DOI

https://doi.org/10.25772/3MNJ-9E75

Defense Date

2015

Document Type

Thesis

Degree Name

Master of Science

Department

Biostatistics

First Advisor

Dr. Le Kang

Abstract

BACKGROUND: Several studies have demonstrated the association between the time to hypertension event and multiple baseline measurements for adults, yet other survival cardiovascular disease (CVD) outcomes such as high cholesterol and heart attack have been somewhat less considered. The Fels Longitudinal Study (FLS) provides us an opportunity to connect adult blood pressure (BP) at certain ages to the time to first CVD outcomes. The availability of long-term serial BP measurements from FLS also potentially allows us to evaluate if the trend of the measured BP biomarkers over time predicts survival outcomes in adulthood through statistical modeling.

METHODS: When the reference standard is right-censored time-to-event (survival) outcome, the C index or concordance C, is commonly used as a summary measure of discrimination between a survival outcome that is possibly right censored and a predictive-score variable, say, a measured biomarker or a composite-score output from a statistical model that combines multiple biomarkers.
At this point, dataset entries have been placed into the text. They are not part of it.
//! Shared utilities for argument processing.

/// What: Determine the log level based on command-line arguments.
///
/// Inputs:
/// - `args`: Parsed command-line arguments.
///
/// Output:
/// - Log level string (trace, debug, info, warn, error).
///
/// Details:
/// - Verbose flag overrides the `--log-level` argument.
#[must_use]
pub fn determine_log_level(args: &crate::args::Args) -> String {
    if args.verbose {
        "debug".to_string()
    } else {
        args.log_level.clone()
    }
}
When we have subjects longitudinally followed up, it is of primary interest to assess if some baseline measurements predict the time-to-event outcome. Specifically, in this study, systolic blood pressure, diastolic blood pressure, as well as their variation over time, are considered predictive biomarkers, and we assess their predictive ability for certain time-to-event outcomes in terms of the C index.

RESULTS: There are a few summary C index differences that are statistically significant in predicting and discriminating certain CVD metric at certain age stage, though some of these differences are altered in the presence of medicine treatment and lifestyle characteristics. The variation of systolic BP measures over time has a significantly different predicting ability comparing with systolic BP measures at certain given time point, for predicting certain survival outcome such as high cholesterol level.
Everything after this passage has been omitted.